##### Provided information #####

use std::collections::HashMap;
use std::fmt::Write;

use chrono::NaiveDate;
use uuid::Uuid;

use crate::models::{Entity, PriorityEntry, RuleDefinition, Severity, WarningDetails, WarningRecord};

#[derive(Debug, Clone, PartialEq)]
pub struct RuleWarningSummary {
    pub rule_id: Uuid,
    pub rule_name: String,
    pub severity: Option<Severity>,
    pub count: usize,
}

pub fn summarize_by_rule(warnings: &[WarningRecord], rules: &[RuleDefinition]) -> Vec<RuleWarningSummary> {
    let mut counts: HashMap<Uuid, usize> = HashMap::new();
    for warning in warnings {
        *counts.entry(warning.rule_id).or_insert(0) += 1;
    }

    let mut summaries: Vec<RuleWarningSummary> = counts
        .into_iter()
        .map(|(rule_id, count)| {
            let rule = rules.iter().find(|r| r.id == rule_id);
            RuleWarningSummary {
                rule_id,
                rule_name: rule
                    .map(|r| r.name.clone())
                    .unwrap_or_else(|| format!("rule {rule_id}")),
                severity: rule.map(|r| r.severity),
                count,
            }
        })
        .collect();

    summaries.sort_by(|a, b| b.count.cmp(&a.count).then_with(|| a.rule_name.cmp(&b.rule_name)));
    summaries
}

/// One-line human description of a warning payload.
pub fn describe(details: &WarningDetails) -> String {
    match details {
        WarningDetails::ConsecutiveFails {
            fail_count,
            subjects,
            threshold,
            ..
        } => format!(
            "{fail_count} consecutive scores below {threshold} in {}",
            subjects.join(", ")
        ),
        WarningDetails::GradeDecline {
            decline_amount,
            periods,
            from_assessment,
            to_assessment,
        } => format!(
            "total fell {decline_amount:.1} over {periods} assessments ({from_assessment} to {to_assessment})"
        ),
        WarningDetails::ExamFail {
            score,
            subject,
            exam_title,
        } => format!("scored {score:.1} in {subject} on {exam_title}"),
        WarningDetails::HomeworkDefault {
            default_count,
            missing_count,
            late_count,
        } => format!("{default_count} homework defaults ({missing_count} missing, {late_count} late)"),
        WarningDetails::MlRiskPrediction {
            risk_score,
            factors,
            ..
        } => format!("risk score {risk_score:.1} [{}]", factors.join(", ")),
        WarningDetails::MlAnomalyDetection {
            z_score,
            latest_score,
            mean,
            ..
        } => format!("latest {latest_score:.1} vs mean {mean:.1} (z {z_score:.2})"),
        WarningDetails::MlTrendAnalysis {
            slope,
            r_squared,
            predicted_next,
            ..
        } => format!("slope {slope:.1} per assessment (R² {r_squared:.2}), next ≈ {predicted_next:.1}"),
    }
}

pub fn build_report(
    generated_on: NaiveDate,
    warnings: &[WarningRecord],
    rules: &[RuleDefinition],
    entities: &[Entity],
    priorities: &[PriorityEntry],
) -> String {
    let summaries = summarize_by_rule(warnings, rules);
    let names: HashMap<&str, &str> = entities
        .iter()
        .map(|e| (e.entity_id.as_str(), e.name.as_str()))
        .collect();

    let mut output = String::new();

    let _ = writeln!(output, "# Student Early Warning Report");
    let _ = writeln!(
        output,
        "Generated on {} with {} active warnings",
        generated_on,
        warnings.len()
    );
    let _ = writeln!(output);
    let _ = writeln!(output, "## Warnings by Rule");

    if summaries.is_empty() {
        let _ = writeln!(output, "No active warnings.");
    } else {
        for summary in summaries.iter() {
            let severity = summary.severity.map(|s| s.as_str()).unwrap_or("unknown");
            let _ = writeln!(
                output,
                "- {} ({}): {} students",
                summary.rule_name, severity, summary.count
            );
        }
    }

    let _ = writeln!(output);
    let _ = writeln!(output, "## Priority Follow-up");

    if priorities.is_empty() {
        let _ = writeln!(output, "No students flagged for follow-up.");
    } else {
        for entry in priorities.iter() {
            let _ = writeln!(
                output,
                "- {} ({}, {}) {} priority, risk {:.0}: {}",
                entry.entity_name.as_deref().unwrap_or(&entry.entity_id),
                entry.class_name.as_deref().unwrap_or("unknown class"),
                entry.provenance,
                entry.severity,
                entry.risk_score,
                entry.reason
            );
        }
    }

    let mut recent: Vec<&WarningRecord> = warnings.iter().collect();
    recent.sort_by(|a, b| b.created_at.cmp(&a.created_at));
    let _ = writeln!(output);
    let _ = writeln!(output, "## Recent Warnings");

    if recent.is_empty() {
        let _ = writeln!(output, "No active warnings.");
    } else {
        for warning in recent.iter().take(10) {
            let _ = writeln!(
                output,
                "- {} on {}: {}",
                names.get(warning.entity_id.as_str()).copied().unwrap_or(&warning.entity_id),
                warning.created_at.date_naive(),
                describe(&warning.details)
            );
        }
    }

    output
}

#####

Task statement
The expected answer is every line in the data above that carries the string "names".

Output for this exercise
    let names: HashMap<&str, &str> = entities
                names.get(warning.entity_id.as_str()).copied().unwrap_or(&warning.entity_id),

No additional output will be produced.